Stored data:
*** Block opens ***

//! Top-level packet dissection.

use tracing::{debug, warn};

use crate::config::EngineConfig;
use crate::context::{Columns, DissectionContext};
use crate::conversation::ConversationTable;
use crate::cursor::ByteCursor;
use crate::error::Error;
use crate::packet::Packet;
use crate::protocol::register_builtins;
use crate::registry::{DispatchOutcome, DissectorRegistry};
use crate::tree::{FieldTree, FinalizedTree};

/// Result of dissecting one packet.
#[derive(Debug, Clone)]
pub struct Dissection<'p> {
    pub frame_number: u64,
    pub tree: FinalizedTree<'p>,
    pub columns: Columns,
    /// Outcome of the top-level dispatch; `None` if the packet was abandoned.
    pub outcome: Option<DispatchOutcome>,
    /// The recursion limit was hit and the packet was abandoned.
    pub abandoned: bool,
}

impl Dissection<'_> {
    /// Whether any part of the packet failed to decode.
    pub fn has_errors(&self) -> bool {
        self.abandoned || self.tree.has_malformed()
    }
}

/// The dissection engine: a registry, a conversation table and their
/// configuration.
///
/// `dissect` takes `&self`, so one engine can be shared across worker
/// threads; conversation state is synchronized internally.
#[derive(Debug)]
pub struct Engine {
    registry: DissectorRegistry,
    conversations: ConversationTable,
    config: EngineConfig,
}

impl Engine {
    pub fn new(registry: DissectorRegistry, config: EngineConfig) -> Self {
        Self {
            conversations: ConversationTable::from_config(&config),
            registry,
            config,
        }
    }

    /// Engine with every built-in dissector registered.
    pub fn with_defaults() -> Self {
        Self::new(crate::protocol::default_registry(), EngineConfig::default())
    }

    /// Add the built-in dissectors to an application's own registry.
    ///
    /// Fails if the registry already declares one of the standard tables
    /// with a different key width.
    pub fn with_builtins(
        mut registry: DissectorRegistry,
        config: EngineConfig,
    ) -> std::result::Result<Self, Error> {
        register_builtins(&mut registry)?;
        Ok(Self::new(registry, config))
    }

    pub fn registry(&self) -> &DissectorRegistry {
        &self.registry
    }

    /// Mutable registry, for rebinding on preference changes.
    pub fn registry_mut(&mut self) -> &mut DissectorRegistry {
        &mut self.registry
    }

    pub fn conversations(&self) -> &ConversationTable {
        &self.conversations
    }

    pub fn config(&self) -> &EngineConfig {
        &self.config
    }

    /// Dissect one packet. Never fails.
    ///
    /// Packets with a flow are dispatched through their transport's port
    /// table, lower port first. Packets without one go through the link
    /// type table.
    pub fn dissect<'p>(&self, packet: &'p Packet) -> Dissection<'p> {
        match packet.flow {
            Some(flow) => match self.config.transport_table(flow.transport) {
                Some(namespace) => self.dissect_in(packet, namespace, &flow.ports_low_first()),
                None => self.dissect_in(packet, "", &[]),
            },
            None => self.dissect_in(packet, &self.config.link_table, &[u64::from(packet.link_type)]),
        }
    }

    /// Dissect one packet starting from an explicit table and keys.
    pub fn dissect_in<'p>(&self, packet: &'p Packet, namespace: &str, keys: &[u64]) -> Dissection<'p> {
        let cursor = ByteCursor::new(packet.data(), packet.reported_len());
        let mut tree = FieldTree::new("frame", packet.reported_len());
        let mut ctx = DissectionContext::new(
            &self.registry,
            &self.conversations,
            packet.info(),
            self.config.max_recursion_depth,
        );

        let result = {
            let mut root = tree.root_mut();
            let result = self
                .registry
                .dispatch_keys(namespace, keys, cursor, &mut root, &mut ctx);
            if let Err(err) = &result {
                warn!(
                    frame = packet.frame_number,
                    error = %err,
                    "packet abandoned"
                );
                root.truncate_children(0);
                root.add_malformed(&cursor, 0, err);
            }
            result
        };

        let abandoned = result.is_err() || ctx.is_aborted();
        debug!(
            frame = packet.frame_number,
            namespace,
            dissector = result.as_ref().map(|o| o.dissector).unwrap_or("none"),
            abandoned,
            "packet dissected"
        );

        Dissection {
            frame_number: packet.frame_number,
            tree: tree.finalize(),
            columns: ctx.into_columns(),
            outcome: result.ok(),
            abandoned,
        }
    }
}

*** Block closes ***

- _Task item_: Show every line in the entries above that contains the string "FieldTree".

- _Answer to the exercise_:
use crate::tree::{FieldTree, FinalizedTree};
        let mut tree = FieldTree::new("frame", packet.reported_len());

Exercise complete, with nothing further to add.